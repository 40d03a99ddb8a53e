//! Month grids and the date / date-range picker state machines.

use chrono::{Datelike, Months, NaiveDate};
use rocket::serde::json::Json;
use rocket::{get, post, routes, Route};
use serde::{Deserialize, Serialize};

use crate::error::ApiError;

pub fn days_in_month(year: i32, month: u32) -> Option<u32> {
    let first = NaiveDate::from_ymd_opt(year, month, 1)?;
    let next = first.checked_add_months(Months::new(1))?;
    Some(next.signed_duration_since(first).num_days() as u32)
}

/// One month laid out in Monday-first weeks. Cells outside the month are `None`.
#[derive(Debug, Clone, PartialEq, Serialize)]
pub struct CalendarMonth {
    pub year: i32,
    pub month: u32,
    pub weeks: Vec<[Option<NaiveDate>; 7]>,
}

impl CalendarMonth {
    pub fn new(year: i32, month: u32) -> Option<Self> {
        let first = NaiveDate::from_ymd_opt(year, month, 1)?;
        let days = days_in_month(year, month)?;
        let mut weeks = Vec::new();
        let mut week = [None; 7];
        let mut column = first.weekday().num_days_from_monday() as usize;

        for day in first.iter_days().take(days as usize) {
            week[column] = Some(day);
            column += 1;
            if column == 7 {
                weeks.push(week);
                week = [None; 7];
                column = 0;
            }
        }
        if column > 0 {
            weeks.push(week);
        }
        Some(Self { year, month, weeks })
    }
}

#[derive(Debug, Clone, Copy, PartialEq, Eq, Serialize, Deserialize)]
#[serde(rename_all = "camelCase")]
pub enum Overlay {
    None,
    YearPicker,
    MonthPicker,
}

#[derive(Debug, Clone, Copy, PartialEq, Eq, Deserialize)]
#[serde(tag = "type", content = "value", rename_all = "camelCase")]
pub enum DateEvent {
    Open,
    Close,
    ToggleYearPicker,
    ToggleMonthPicker,
    ChooseYear(i32),
    ChooseMonth(u32),
    PrevMonth,
    NextMonth,
    SelectDay(NaiveDate),
}

/// Single-date picker: displayed month, committed date and the overlay shown.
#[derive(Debug, Clone, PartialEq, Serialize, Deserialize)]
#[serde(rename_all = "camelCase")]
pub struct DatePicker {
    year: i32,
    month: u32,
    selected: Option<NaiveDate>,
    overlay: Overlay,
    open: bool,
}

impl DatePicker {
    /// Picker showing the month of `selected`, or of `today` when nothing is committed.
    pub fn new(today: NaiveDate, selected: Option<NaiveDate>) -> Self {
        let shown = selected.unwrap_or(today);
        Self {
            year: shown.year(),
            month: shown.month(),
            selected,
            overlay: Overlay::None,
            open: false,
        }
    }

    pub fn is_open(&self) -> bool {
        self.open
    }

    pub fn selected(&self) -> Option<NaiveDate> {
        self.selected
    }

    pub fn overlay(&self) -> Overlay {
        self.overlay
    }

    pub fn displayed(&self) -> (i32, u32) {
        (self.year, self.month)
    }

    pub fn open(&mut self) {
        self.open = true;
        self.overlay = Overlay::None;
    }

    pub fn close(&mut self) {
        self.open = false;
        self.overlay = Overlay::None;
    }

    pub fn toggle_year_picker(&mut self) {
        self.overlay = match self.overlay {
            Overlay::YearPicker => Overlay::None,
            _ => Overlay::YearPicker,
        };
    }

    pub fn toggle_month_picker(&mut self) {
        self.overlay = match self.overlay {
            Overlay::MonthPicker => Overlay::None,
            _ => Overlay::MonthPicker,
        };
    }

    pub fn choose_year(&mut self, year: i32) {
        if NaiveDate::from_ymd_opt(year, self.month, 1).is_some() {
            self.year = year;
        }
        self.overlay = Overlay::None;
    }

    pub fn choose_month(&mut self, month: u32) {
        if (1..=12).contains(&month) {
            self.month = month;
        }
        self.overlay = Overlay::None;
    }

    fn shift(&mut self, forward: bool) {
        let Some(first) = NaiveDate::from_ymd_opt(self.year, self.month, 1) else {
            return;
        };
        let shifted = if forward {
            first.checked_add_months(Months::new(1))
        } else {
            first.checked_sub_months(Months::new(1))
        };
        if let Some(date) = shifted {
            self.year = date.year();
            self.month = date.month();
        }
    }

    pub fn prev_month(&mut self) {
        self.shift(false);
    }

    pub fn next_month(&mut self) {
        self.shift(true);
    }

    /// Commits `date` and closes the picker.
    pub fn select_day(&mut self, date: NaiveDate) {
        self.selected = Some(date);
        self.year = date.year();
        self.month = date.month();
        self.close();
    }

    pub fn view(&self) -> Option<CalendarMonth> {
        CalendarMonth::new(self.year, self.month)
    }

    pub fn handle(&mut self, event: DateEvent) {
        match event {
            DateEvent::Open => self.open(),
            DateEvent::Close => self.close(),
            DateEvent::ToggleYearPicker => self.toggle_year_picker(),
            DateEvent::ToggleMonthPicker => self.toggle_month_picker(),
            DateEvent::ChooseYear(year) => self.choose_year(year),
            DateEvent::ChooseMonth(month) => self.choose_month(month),
            DateEvent::PrevMonth => self.prev_month(),
            DateEvent::NextMonth => self.next_month(),
            DateEvent::SelectDay(date) => self.select_day(date),
        }
    }
}

#[derive(Debug, Clone, Copy, PartialEq, Eq, Serialize, Deserialize)]
#[serde(rename_all = "camelCase")]
pub enum RangeState {
    Closed,
    PickingStart,
    PickingEnd,
}

#[derive(Debug, Clone, Copy, PartialEq, Eq, Deserialize)]
#[serde(tag = "type", content = "date", rename_all = "camelCase")]
pub enum RangeEvent {
    OpenStart,
    OpenEnd,
    Click(NaiveDate),
    Close,
}

/// Two-click start/end picker.
#[derive(Debug, Clone, Copy, PartialEq, Eq, Serialize, Deserialize)]
#[serde(default)]
pub struct DateRangePicker {
    state: RangeState,
    start: Option<NaiveDate>,
    end: Option<NaiveDate>,
}

impl Default for DateRangePicker {
    fn default() -> Self {
        Self {
            state: RangeState::Closed,
            start: None,
            end: None,
        }
    }
}

impl DateRangePicker {
    pub fn state(&self) -> RangeState {
        self.state
    }

    pub fn start(&self) -> Option<NaiveDate> {
        self.start
    }

    pub fn end(&self) -> Option<NaiveDate> {
        self.end
    }

    pub fn handle(&mut self, event: RangeEvent) {
        self.state = match (self.state, event) {
            (_, RangeEvent::OpenStart) => RangeState::PickingStart,
            (_, RangeEvent::OpenEnd) if self.start.is_some() => RangeState::PickingEnd,
            (_, RangeEvent::OpenEnd) => RangeState::PickingStart,
            (_, RangeEvent::Close) => RangeState::Closed,
            (RangeState::Closed, RangeEvent::Click(_)) => RangeState::Closed,
            (RangeState::PickingStart, RangeEvent::Click(date)) => {
                self.start = Some(date);
                self.end = None;
                RangeState::PickingEnd
            }
            (RangeState::PickingEnd, RangeEvent::Click(date)) => {
                match self.start {
                    Some(start) if date < start => {
                        self.start = Some(date);
                        self.end = Some(start);
                    }
                    Some(_) => self.end = Some(date),
                    None => self.start = Some(date),
                }
                if self.end.is_some() {
                    RangeState::Closed
                } else {
                    RangeState::PickingEnd
                }
            }
        };
    }
}

#[get("/calendar/<year>/<month>")]
fn month_grid(year: i32, month: u32) -> Result<Json<CalendarMonth>, ApiError> {
    CalendarMonth::new(year, month)
        .map(Json)
        .ok_or_else(|| ApiError::BadRequest(format!("Некорректный месяц: {year}-{month}")))
}

#[derive(Deserialize)]
struct DateStep {
    picker: DatePicker,
    event: DateEvent,
}

/// Applies one event to a single-date picker and returns the new state with its grid.
#[post("/calendar/date", data = "<step>")]
fn date_step(step: Json<DateStep>) -> Json<serde_json::Value> {
    let DateStep { mut picker, event } = step.into_inner();
    picker.handle(event);
    let grid = picker.view();
    Json(serde_json::json!({ "picker": picker, "grid": grid }))
}

#[derive(Deserialize)]
struct RangeStep {
    #[serde(default)]
    picker: DateRangePicker,
    event: RangeEvent,
}

#[post("/calendar/range", data = "<step>")]
fn range_step(step: Json<RangeStep>) -> Json<DateRangePicker> {
    let RangeStep { mut picker, event } = step.into_inner();
    picker.handle(event);
    Json(picker)
}

pub fn routes() -> Vec<Route> {
    routes![month_grid, date_step, range_step]
}

#[cfg(test)]
mod tests {
    use super::*;

    fn ymd(year: i32, month: u32, day: u32) -> NaiveDate {
        NaiveDate::from_ymd_opt(year, month, day).unwrap()
    }

    #[test]
    fn month_lengths() {
        assert_eq!(days_in_month(2024, 2), Some(29));
        assert_eq!(days_in_month(2023, 2), Some(28));
        assert_eq!(days_in_month(2024, 12), Some(31));
        assert_eq!(days_in_month(2024, 13), None);
    }

    #[test]
    fn grid_starts_on_monday() {
        // 1 January 2024 was a Monday, 1 September 2024 a Sunday.
        let january = CalendarMonth::new(2024, 1).unwrap();
        assert_eq!(january.weeks[0][0], Some(ymd(2024, 1, 1)));
        assert_eq!(january.weeks.len(), 5);

        let september = CalendarMonth::new(2024, 9).unwrap();
        assert_eq!(september.weeks[0][..6], [None; 6]);
        assert_eq!(september.weeks[0][6], Some(ymd(2024, 9, 1)));
        assert_eq!(september.weeks.len(), 6);
        let days = september.weeks.iter().flatten().flatten().count();
        assert_eq!(days, 30);
    }

    #[test]
    fn overlays_are_exclusive() {
        let mut picker = DatePicker::new(ymd(2024, 5, 20), None);
        picker.open();
        picker.toggle_year_picker();
        assert_eq!(picker.overlay(), Overlay::YearPicker);
        picker.toggle_month_picker();
        assert_eq!(picker.overlay(), Overlay::MonthPicker);
        picker.toggle_month_picker();
        assert_eq!(picker.overlay(), Overlay::None);

        picker.toggle_year_picker();
        picker.choose_year(2022);
        assert_eq!(picker.overlay(), Overlay::None);
        assert_eq!(picker.displayed(), (2022, 5));
    }

    #[test]
    fn month_navigation_wraps_years() {
        let mut picker = DatePicker::new(ymd(2024, 1, 15), None);
        picker.prev_month();
        assert_eq!(picker.displayed(), (2023, 12));
        picker.next_month();
        picker.next_month();
        assert_eq!(picker.displayed(), (2024, 2));
    }

    #[test]
    fn selecting_a_day_commits_and_closes() {
        let mut picker = DatePicker::new(ymd(2024, 1, 15), None);
        picker.open();
        picker.choose_month(3);
        picker.select_day(ymd(2024, 3, 8));
        assert!(!picker.is_open());
        assert_eq!(picker.selected(), Some(ymd(2024, 3, 8)));
        assert_eq!(picker.view().unwrap().month, 3);
    }

    #[test]
    fn earlier_second_click_swaps_the_range() {
        let mut picker = DateRangePicker::default();
        assert_eq!(picker.state(), RangeState::Closed);

        picker.handle(RangeEvent::OpenStart);
        assert_eq!(picker.state(), RangeState::PickingStart);

        picker.handle(RangeEvent::Click(ymd(2024, 6, 10)));
        assert_eq!(picker.state(), RangeState::PickingEnd);
        assert_eq!(picker.start(), Some(ymd(2024, 6, 10)));

        picker.handle(RangeEvent::Click(ymd(2024, 6, 5)));
        assert_eq!(picker.start(), Some(ymd(2024, 6, 5)));
        assert_eq!(picker.end(), Some(ymd(2024, 6, 10)));
        assert_eq!(picker.state(), RangeState::Closed);
    }

    #[test]
    fn later_second_click_sets_end() {
        let mut picker = DateRangePicker::default();
        picker.handle(RangeEvent::OpenStart);
        picker.handle(RangeEvent::Click(ymd(2024, 6, 10)));
        picker.handle(RangeEvent::Click(ymd(2024, 6, 10)));
        assert_eq!(picker.end(), Some(ymd(2024, 6, 10)));
        assert_eq!(picker.state(), RangeState::Closed);
    }

    #[test]
    fn events_deserialize_from_tagged_json() {
        let event: RangeEvent =
            serde_json::from_str(r#"{"type": "click", "date": "2024-06-10"}"#).unwrap();
        assert_eq!(event, RangeEvent::Click(ymd(2024, 6, 10)));
        let event: RangeEvent = serde_json::from_str(r#"{"type": "openStart"}"#).unwrap();
        assert_eq!(event, RangeEvent::OpenStart);

        let mut picker = DatePicker::new(ymd(2024, 1, 15), None);
        let event: DateEvent =
            serde_json::from_str(r#"{"type": "chooseYear", "value": 2020}"#).unwrap();
        picker.handle(DateEvent::ToggleYearPicker);
        picker.handle(event);
        assert_eq!(picker.displayed(), (2020, 1));
        assert_eq!(picker.overlay(), Overlay::None);
    }

    #[test]
    fn clicks_while_closed_are_ignored_and_close_keeps_values() {
        let mut picker = DateRangePicker::default();
        picker.handle(RangeEvent::Click(ymd(2024, 6, 10)));
        assert_eq!(picker.start(), None);

        picker.handle(RangeEvent::OpenEnd);
        assert_eq!(picker.state(), RangeState::PickingStart);
        picker.handle(RangeEvent::Click(ymd(2024, 6, 1)));
        picker.handle(RangeEvent::Close);
        assert_eq!(picker.state(), RangeState::Closed);
        assert_eq!(picker.start(), Some(ymd(2024, 6, 1)));
        assert_eq!(picker.end(), None);
    }
}
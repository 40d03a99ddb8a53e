use std::collections::BTreeMap;
use std::io::Cursor;

use chrono::Local;
use log::info;
use rocket::http::uri::Origin;
use rocket::http::ContentType;
use rocket::request::Request;
use rocket::response::{self, Responder, Response};
use rocket::serde::json::Json;
use rocket::{get, post, routes, FromForm, Route, State};
use rocket_dyn_templates::Template;
use serde::Serialize;

use crate::api::parse_bound;
use crate::auth::CurrentUser;
use crate::db::{self, DbPool};
use crate::error::ApiError;
use crate::fetch::ResourceStore;
use crate::models::{ResourceCount, ResourceKind};
use crate::report::catalog::ReportKind;
use crate::report::render::ReportSections;
use crate::report::{self, GeneratedReport, ReportData, ReportRequest};

/// Query-string form of [`ReportRequest`]. Filters arrive as repeated `filter=<id>:<value>`.
#[derive(FromForm)]
pub struct ReportQuery {
    #[field(name = "startDate")]
    start_date: Option<String>,
    #[field(name = "endDate")]
    end_date: Option<String>,
    columns: Vec<String>,
    filter: Vec<String>,
    #[field(name = "includeSummary")]
    include_summary: Option<bool>,
    #[field(name = "includeDetails")]
    include_details: Option<bool>,
}

impl ReportQuery {
    /// Missing flags default to on.
    fn into_request(self) -> Result<ReportRequest, ApiError> {
        let mut filters: BTreeMap<String, Vec<String>> = BTreeMap::new();
        for raw in &self.filter {
            let (id, value) = raw
                .split_once(':')
                .ok_or_else(|| ApiError::BadRequest(format!("Некорректный фильтр: {raw}")))?;
            filters.entry(id.to_string()).or_default().push(value.to_string());
        }
        Ok(ReportRequest {
            start_date: parse_bound(self.start_date.as_deref(), "startDate")?,
            end_date: parse_bound(self.end_date.as_deref(), "endDate")?,
            filters,
            columns: self
                .columns
                .into_iter()
                .map(|id| id.trim().to_string())
                .filter(|id| !id.is_empty())
                .collect(),
            include_summary: self.include_summary.unwrap_or(true),
            include_details: self.include_details.unwrap_or(true),
        })
    }
}

const DOCX_SUBTYPE: &str = "vnd.openxmlformats-officedocument.wordprocessingml.document";

/// `Content-Disposition` value with an ASCII fallback and the UTF-8 name.
fn content_disposition(filename: &str) -> String {
    let fallback = filename
        .chars()
        .map(|c| {
            if (c.is_ascii_graphic() && c != '"' && c != '\\') || c == ' ' {
                c
            } else {
                '_'
            }
        })
        .collect::<String>();
    format!(
        "attachment; filename=\"{fallback}\"; filename*=UTF-8''{}",
        urlencoding::encode(filename)
    )
}

pub struct DocxDownload(GeneratedReport);

impl<'r> Responder<'r, 'static> for DocxDownload {
    fn respond_to(self, _: &'r Request<'_>) -> response::Result<'static> {
        let GeneratedReport { filename, bytes } = self.0;
        Response::build()
            .header(ContentType::new("application", DOCX_SUBTYPE))
            .raw_header("Content-Disposition", content_disposition(&filename))
            .sized_body(bytes.len(), Cursor::new(bytes))
            .ok()
    }
}

#[derive(Serialize)]
struct ColumnView {
    id: &'static str,
    header: &'static str,
    checked: bool,
}

#[derive(Serialize)]
struct ReportLink {
    slug: &'static str,
    title: &'static str,
}

fn report_links() -> Vec<ReportLink> {
    ReportKind::ALL
        .into_iter()
        .map(|kind| ReportLink {
            slug: kind.slug(),
            title: kind.spec().title,
        })
        .collect()
}

#[get("/")]
fn dashboard(pool: &State<DbPool>, user: Option<CurrentUser>) -> Result<Template, ApiError> {
    let conn = pool.get()?;
    let counts = ResourceKind::ALL
        .into_iter()
        .map(|kind| {
            Ok::<_, ApiError>(ResourceCount {
                slug: kind.slug(),
                title: kind.title(),
                count: db::count_records(&conn, kind)?,
            })
        })
        .collect::<Result<Vec<_>, ApiError>>()?;

    let context = serde_json::json!({
        "username": user.map(|CurrentUser(user)| user.username),
        "counts": counts,
        "reports": report_links(),
    });
    Ok(Template::render("dashboard", &context))
}

/// Report form with the current selection previewed underneath.
#[get("/<kind>?<query..>")]
async fn report_page(
    store: &State<ResourceStore>,
    uri: &Origin<'_>,
    kind: ReportKind,
    query: ReportQuery,
) -> Result<Template, ApiError> {
    let request = query.into_request()?;
    let spec = kind.spec();
    let invalid = request.validate(spec).err();

    let data = ReportData::fetch(store.inner(), kind).await?;
    let choices = data.choices(&request);
    let (preview, error) = match invalid {
        Some(err) => (None, Some(err.to_string())),
        None => (Some(data.sections(&request, Local::now().naive_local())), None),
    };

    let columns = spec
        .columns
        .iter()
        .map(|column| ColumnView {
            id: column.id,
            header: column.header,
            checked: request.columns.is_empty() || request.columns.iter().any(|id| id == column.id),
        })
        .collect::<Vec<_>>();
    let download_url = match uri.query() {
        Some(query) => format!("/reports/{kind}/download?{}", query.as_str()),
        None => format!("/reports/{kind}/download"),
    };

    let context = serde_json::json!({
        "kind": kind.slug(),
        "title": spec.title,
        "reports": report_links(),
        "start_date": request.start_date.map(|date| date.to_string()),
        "end_date": request.end_date.map(|date| date.to_string()),
        "include_summary": request.include_summary,
        "include_details": request.include_details,
        "columns": columns,
        "filters": choices,
        "preview": preview,
        "error": error,
        "download_url": download_url,
    });
    Ok(Template::render("report", &context))
}

#[get("/<kind>/download?<query..>")]
async fn download(
    store: &State<ResourceStore>,
    kind: ReportKind,
    query: ReportQuery,
) -> Result<DocxDownload, ApiError> {
    let request = query.into_request()?;
    let now = Local::now().naive_local();
    let report = report::generate(store.inner(), kind, &request, now).await?;
    info!("serving {} ({} bytes)", report.filename, report.bytes.len());
    Ok(DocxDownload(report))
}

#[post("/<kind>", data = "<request>")]
async fn generate(
    store: &State<ResourceStore>,
    kind: ReportKind,
    request: Json<ReportRequest>,
) -> Result<DocxDownload, ApiError> {
    let now = Local::now().naive_local();
    let report = report::generate(store.inner(), kind, &request, now).await?;
    info!("serving {} ({} bytes)", report.filename, report.bytes.len());
    Ok(DocxDownload(report))
}

#[post("/<kind>/preview", data = "<request>")]
async fn preview(
    store: &State<ResourceStore>,
    kind: ReportKind,
    request: Json<ReportRequest>,
) -> Result<Json<ReportSections>, ApiError> {
    let now = Local::now().naive_local();
    let sections = report::preview(store.inner(), kind, &request, now).await?;
    Ok(Json(sections))
}

pub fn routes() -> Vec<Route> {
    routes![dashboard]
}

pub fn report_routes() -> Vec<Route> {
    routes![report_page, download, generate, preview]
}

#[cfg(test)]
mod tests {
    use super::*;

    #[test]
    fn disposition_carries_both_names() {
        let header = content_disposition("Отчет по расходам_2024-03-15.docx");
        assert!(header.starts_with("attachment; filename=\""));
        assert!(header.contains("_2024-03-15.docx\""));
        assert!(header.contains(
            "filename*=UTF-8''%D0%9E%D1%82%D1%87%D0%B5%D1%82%20%D0%BF%D0%BE%20"
        ));
        let fallback = header.split('"').nth(1).unwrap();
        assert!(fallback.is_ascii());
    }

    #[test]
    fn query_filters_split_on_first_colon() {
        let query = ReportQuery {
            start_date: Some("2024-01-01".to_string()),
            end_date: None,
            columns: vec!["date".to_string(), " ".to_string()],
            filter: vec![
                "categories:Топливо".to_string(),
                "categories:Ремонт".to_string(),
                "resourceTypes:Vehicle".to_string(),
            ],
            include_summary: None,
            include_details: Some(false),
        };
        let request = query.into_request().unwrap();
        assert_eq!(request.filters["categories"], vec!["Топливо", "Ремонт"]);
        assert_eq!(request.filters["resourceTypes"], vec!["Vehicle"]);
        assert_eq!(request.columns, vec!["date"]);
        assert!(request.include_summary);
        assert!(!request.include_details);
    }

    #[test]
    fn malformed_filter_is_rejected() {
        let query = ReportQuery {
            start_date: None,
            end_date: None,
            columns: Vec::new(),
            filter: vec!["categories".to_string()],
            include_summary: None,
            include_details: None,
        };
        assert!(matches!(query.into_request(), Err(ApiError::BadRequest(_))));
    }
}
use log::error;
use rocket::http::Status;
use rocket::request::Request;
use rocket::response::{self, Responder, Response};
use rocket::serde::json::Json;
use serde_json::json;

use crate::db::StoreError;
use crate::report::ReportError;

#[derive(Debug, thiserror::Error)]
pub enum ApiError {
    #[error("not found")]
    NotFound,
    #[error("authentication required")]
    Unauthorized,
    #[error("administrator role required")]
    Forbidden,
    #[error("{0}")]
    BadRequest(String),
    #[error("{0}")]
    Conflict(String),
    #[error(transparent)]
    Store(#[from] StoreError),
    #[error(transparent)]
    Report(#[from] ReportError),
    #[error("{0}")]
    Internal(String),
}

impl From<rusqlite::Error> for ApiError {
    fn from(err: rusqlite::Error) -> Self {
        ApiError::Store(StoreError::Sqlite(err))
    }
}

impl From<r2d2::Error> for ApiError {
    fn from(err: r2d2::Error) -> Self {
        ApiError::Store(StoreError::Pool(err))
    }
}

impl ApiError {
    pub fn status(&self) -> Status {
        match self {
            ApiError::NotFound => Status::NotFound,
            ApiError::Unauthorized => Status::Unauthorized,
            ApiError::Forbidden => Status::Forbidden,
            ApiError::BadRequest(_) => Status::BadRequest,
            ApiError::Conflict(_) => Status::Conflict,
            ApiError::Store(StoreError::UnsupportedValue(_)) => Status::BadRequest,
            ApiError::Store(_) | ApiError::Internal(_) => Status::InternalServerError,
            ApiError::Report(err) => err.status(),
        }
    }
}

impl<'r> Responder<'r, 'static> for ApiError {
    fn respond_to(self, req: &'r Request<'_>) -> response::Result<'static> {
        let status = self.status();
        if status.code >= 500 {
            error!("{} {} failed: {}", req.method(), req.uri(), self);
        }
        let body = Json(json!({ "error": self.to_string() }));
        Response::build_from(body.respond_to(req)?)
            .status(status)
            .ok()
    }
}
_ _ _ _ _ _ _
Your assignment:
Among the lines above, show every one that contains the string "BTreeMap".

Answer section:
use std::collections::BTreeMap;
        let mut filters: BTreeMap<String, Vec<String>> = BTreeMap::new();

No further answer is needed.